[Saved data entries]
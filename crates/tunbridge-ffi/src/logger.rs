//! Host-facing logging.
//!
//! Two sinks: the crate's own `tracing` output, and an optional one-way
//! callback into the host runtime (the managed side registers a function
//! pointer and receives operational messages as C strings).

use std::ffi::{CString, c_char};
use std::sync::Mutex;

use tracing::debug;
use tracing_subscriber::EnvFilter;

/// Host log sink: receives a borrowed, NUL-terminated message. The pointer
/// is only valid for the duration of the call.
pub type LogCallback = extern "C" fn(*const c_char);

static LOG_CALLBACK: Mutex<Option<LogCallback>> = Mutex::new(None);

/// Install or clear the host log callback.
pub fn set_log_callback(callback: Option<LogCallback>) {
    *LOG_CALLBACK.lock().unwrap() = callback;
}

/// Initialize the fmt subscriber once.
///
/// `try_init` so an embedding host that already installed its own
/// subscriber wins.
pub(crate) fn init_tracing() {
    let _ = tracing_subscriber::fmt()
        .with_env_filter(EnvFilter::from_default_env())
        .with_target(false)
        .compact()
        .try_init();
}

/// Forward an operational message to the host, and trace it.
pub(crate) fn emit(message: &str) {
    debug!(host_log = message);

    let callback = *LOG_CALLBACK.lock().unwrap();
    if let Some(callback) = callback {
        // Interior NULs would truncate the host's view of the message.
        let sanitized: String = message.chars().filter(|&c| c != '\0').collect();
        if let Ok(cstring) = CString::new(sanitized) {
            callback(cstring.as_ptr());
        }
    }
}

GOAL OF THE EXERCISE — Note every line of the records that holds the word "operational", and copy it.

YOUR SOLUTION —
//! pointer and receives operational messages as C strings).
/// Forward an operational message to the host, and trace it.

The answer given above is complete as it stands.